Deux jeunes garçons mineurs dans le centre
Les détenus nous informent de la présence de deux jeunes garçons mineurs (entre 16 et 17 ans), originaires d’Afghanistan. Les tests médicaux leur ont attribué 21 ans, et l’Office des étrangers a décidé de les enfermer. Les co-détenus s’indignent de la présence d’enfants dans le centre, et plaident pour leur libération. L’enfermement de personnes mineures dans les centres n’est malheureusement pas rare : le mois passé encore, nous vous parlions de l’enfermement de deux jeunes mineurs au 127bis [1].
Une violente descente de police le jour-même
“Aujourd’hui, à 7h du matin, j’ai été réveillé de force par des policiers. Ils voulaient fouiller ma chambre. J’ai eu très peur. C’était pour trouver de la drogue, mais je n’avais rien fait. Un chien a fouillé ma chambre, mais il n’a rien trouvé. Les policiers sont partis, mais la chambre était sans dessus-dessous. Il y avait des poils de chien partout. Ils ont fait ça dans toutes les chambres. Ils n’ont rien trouvé nulle part”.

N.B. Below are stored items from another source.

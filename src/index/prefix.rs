use chrono::{DateTime, Utc};
use parking_lot::RwLock;
use std::sync::atomic::{AtomicU64, Ordering};

use crate::analysis::normalizer;
use crate::core::config::Config;
use crate::core::error::{Error, Result};
use crate::core::types::Candidate;
use crate::index::fuzzy::FuzzyExplorer;
use crate::index::trie::{IndexStats, Trie};

/// The live prefix index: one trie generation behind a readers-writer lock.
/// Lookups take the shared lock; increments and the rebuild swap take the
/// exclusive one, and never across I/O. The generation pointer changes only
/// through `swap`, so a reader sees entirely one generation.
pub struct PrefixIndex {
    trie: RwLock<Trie>,
    fuzzy: FuzzyExplorer,
    generation: AtomicU64,
    top_k: usize,
    recency_tau_secs: i64,
    max_phrase_len: usize,
}

impl PrefixIndex {
    pub fn new(config: &Config) -> Self {
        let recency_tau_secs = config.recency_tau_days * 24 * 3600;
        PrefixIndex {
            trie: RwLock::new(Trie::new(config.top_k, recency_tau_secs)),
            fuzzy: FuzzyExplorer::new(config.fuzzy_max_edits, config.fuzzy_budget),
            generation: AtomicU64::new(0),
            top_k: config.top_k,
            recency_tau_secs,
            max_phrase_len: config.max_phrase_len,
        }
    }

    /// A detached trie for the rebuilder to populate off the lock.
    pub fn blank_generation(&self) -> Trie {
        Trie::new(self.top_k, self.recency_tau_secs)
    }

    fn require_normalized(&self, input: &str) -> Result<()> {
        let canon = normalizer::normalize_with_limit(input, self.max_phrase_len)?;
        if canon != input {
            return Err(Error::invalid_input(format!(
                "input {:?} is not in normalized form",
                input
            )));
        }
        Ok(())
    }

    pub fn lookup(
        &self,
        prefix: &str,
        limit: usize,
        exclude: &dyn Fn(&str) -> bool,
    ) -> Result<Vec<Candidate>> {
        self.require_normalized(prefix)?;
        self.trie.read().lookup(prefix, limit, exclude)
    }

    /// Bounded single-edit exploration around the prefix; exact hits are
    /// excluded by the caller through `exclude`.
    pub fn fuzzy_lookup(
        &self,
        prefix: &str,
        limit: usize,
        exclude: &dyn Fn(&str) -> bool,
    ) -> Result<Vec<Candidate>> {
        self.require_normalized(prefix)?;
        let trie = self.trie.read();
        Ok(self.fuzzy.explore(&trie, prefix, limit, exclude))
    }

    pub fn insert(
        &self,
        phrase: &str,
        count: u64,
        last_updated: DateTime<Utc>,
        now: DateTime<Utc>,
    ) -> Result<Vec<String>> {
        self.require_normalized(phrase)?;
        self.trie.write().insert(phrase, count, last_updated, now)
    }

    pub fn increment(&self, phrase: &str, delta: u64, now: DateTime<Utc>) -> Result<Vec<String>> {
        self.require_normalized(phrase)?;
        self.trie.write().increment(phrase, delta, now)
    }

    /// Applies a whole flush batch under one exclusive lock acquisition.
    /// Returns the union of changed prefixes across the batch.
    pub fn increment_batch(
        &self,
        deltas: &[(String, u64)],
        now: DateTime<Utc>,
    ) -> Result<Vec<String>> {
        for (phrase, _) in deltas {
            self.require_normalized(phrase)?;
        }
        let mut trie = self.trie.write();
        let mut touched = Vec::new();
        for (phrase, delta) in deltas {
            for prefix in trie.increment(phrase, *delta, now)? {
                if !touched.contains(&prefix) {
                    touched.push(prefix);
                }
            }
        }
        Ok(touched)
    }

    pub fn remove(&self, phrase: &str, now: DateTime<Utc>) -> Result<Vec<String>> {
        self.require_normalized(phrase)?;
        self.trie.write().remove(phrase, now)
    }

    /// Atomically replaces the live generation. Returns the new generation
    /// number.
    pub fn swap(&self, fresh: Trie) -> u64 {
        let mut trie = self.trie.write();
        *trie = fresh;
        self.generation.fetch_add(1, Ordering::Relaxed) + 1
    }

    pub fn generation(&self) -> u64 {
        self.generation.load(Ordering::Relaxed)
    }

    pub fn max_count(&self) -> u64 {
        self.trie.read().max_count()
    }

    pub fn stats(&self) -> IndexStats {
        let trie = self.trie.read();
        let (phrase_count, node_count, max_depth) = trie.stats();
        IndexStats {
            phrase_count,
            node_count,
            max_depth,
            generation: self.generation(),
            max_count: trie.max_count(),
        }
    }

    /// Test / forced-rebuild hook: full consistency walk of the live trie.
    pub fn check_invariants(&self, now: DateTime<Utc>) -> Result<()> {
        self.trie.read().check_invariants(now)
    }
}
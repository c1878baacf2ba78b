use serde::{Deserialize, Serialize};
use std::sync::atomic::{AtomicU64, Ordering};

/// Fixed-bucket histogram: counters only, safe to hammer from any thread.
pub struct Histogram {
    bounds: Vec<u64>,
    counts: Vec<AtomicU64>,
    sum: AtomicU64,
    total: AtomicU64,
}

impl Histogram {
    /// `bounds` are inclusive upper edges; one overflow bucket is appended.
    pub fn new(bounds: Vec<u64>) -> Self {
        let counts = (0..=bounds.len()).map(|_| AtomicU64::new(0)).collect();
        Histogram {
            bounds,
            counts,
            sum: AtomicU64::new(0),
            total: AtomicU64::new(0),
        }
    }

    pub fn record(&self, value: u64) {
        let idx = self
            .bounds
            .iter()
            .position(|&b| value <= b)
            .unwrap_or(self.bounds.len());
        self.counts[idx].fetch_add(1, Ordering::Relaxed);
        self.sum.fetch_add(value, Ordering::Relaxed);
        self.total.fetch_add(1, Ordering::Relaxed);
    }

    pub fn snapshot(&self) -> HistogramSnapshot {
        HistogramSnapshot {
            buckets: self
                .bounds
                .iter()
                .copied()
                .zip(self.counts.iter().map(|c| c.load(Ordering::Relaxed)))
                .collect(),
            overflow: self.counts[self.bounds.len()].load(Ordering::Relaxed),
            sum: self.sum.load(Ordering::Relaxed),
            count: self.total.load(Ordering::Relaxed),
        }
    }
}

#[derive(Debug, Clone, Serialize, Deserialize)]
pub struct HistogramSnapshot {
    /// (inclusive upper edge, count) pairs.
    pub buckets: Vec<(u64, u64)>,
    pub overflow: u64,
    pub sum: u64,
    pub count: u64,
}

impl HistogramSnapshot {
    pub fn mean(&self) -> f64 {
        if self.count == 0 {
            0.0
        } else {
            self.sum as f64 / self.count as f64
        }
    }
}

/// Service-level counters and histograms. Purely additive; nothing here
/// sits on a query's critical path beyond an atomic increment.
pub struct Metrics {
    pub queries: AtomicU64,
    pub flush_failures: AtomicU64,
    pub dead_letters: AtomicU64,
    pub rebuilds: AtomicU64,
    pub last_rebuild_ms: AtomicU64,

    pub query_latency_us: Histogram,
    pub flush_batch_size: Histogram,
    pub topk_recompute_depth: Histogram,
}

impl Metrics {
    pub fn new() -> Self {
        Metrics {
            queries: AtomicU64::new(0),
            flush_failures: AtomicU64::new(0),
            dead_letters: AtomicU64::new(0),
            rebuilds: AtomicU64::new(0),
            last_rebuild_ms: AtomicU64::new(0),
            query_latency_us: Histogram::new(vec![100, 250, 500, 1_000, 2_500, 5_000, 10_000, 50_000]),
            flush_batch_size: Histogram::new(vec![1, 10, 50, 100, 250, 500]),
            topk_recompute_depth: Histogram::new(vec![1, 2, 4, 8, 16, 32, 80]),
        }
    }

    pub fn snapshot(&self) -> MetricsSnapshot {
        MetricsSnapshot {
            queries: self.queries.load(Ordering::Relaxed),
            flush_failures: self.flush_failures.load(Ordering::Relaxed),
            dead_letters: self.dead_letters.load(Ordering::Relaxed),
            rebuilds: self.rebuilds.load(Ordering::Relaxed),
            last_rebuild_ms: self.last_rebuild_ms.load(Ordering::Relaxed),
            query_latency_us: self.query_latency_us.snapshot(),
            flush_batch_size: self.flush_batch_size.snapshot(),
            topk_recompute_depth: self.topk_recompute_depth.snapshot(),
        }
    }
}

impl Default for Metrics {
    fn default() -> Self {
        Self::new()
    }
}

#[derive(Debug, Clone, Serialize, Deserialize)]
pub struct MetricsSnapshot {
    pub queries: u64,
    pub flush_failures: u64,
    pub dead_letters: u64,
    pub rebuilds: u64,
    pub last_rebuild_ms: u64,
    pub query_latency_us: HistogramSnapshot,
    pub flush_batch_size: HistogramSnapshot,
    pub topk_recompute_depth: HistogramSnapshot,
}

Le plus gros centre fermé en Belgique
Avec une capacité de détention de 180 places, le centre de Merksplas est le plus gros centre fermé de Belgique. Actuellement, plus de 150 personnes y sont détenues. Les détenus sont enfermés dans quatre ailes différentes : le bloc 3, le bloc 4, le bloc 5 (qui est la zone des cellules d’isolement), et le bloc 1, récemment rénové [2], dont nous savons encore peu de choses.
L’ancienne “Colonie de Merksplas”
Le centre de Merksplas est situé tout près de la prison de Merksplas et du commissariat de police local. Avant que le bâtiment devienne un centre fermé “pour illégaux” en 1994, il était occupé par une “colonie de vagabonds”. Il a perdu cette fonction en 1993, lors de l’abrogation de la loi sur le vagabondage.
Hier comme aujourd’hui, l’État emprisonne dans ce même bâtiment celles et ceux qu‘il veut rendre invisibles.
L’importance de parler des centres fermés
Les détenu·es nous partagent leur désespoir d’être enfermé·es loin de tout regard. La mobilisation qui a été organisée ce dimanche devant le centre leur donne de la force, et de l’espoir.
“Je suis heureux de savoir que des personnes pensent à nous. Que Dieu vous bénisse.”
Continuons à parler des centres fermés. Continuons à raconter ce qui se passe derrière les murs. Pour qu’un jour, notre monde soit un monde de liberté. Un monde dans lequel chaque être humain pourrait circuler et vivre librement.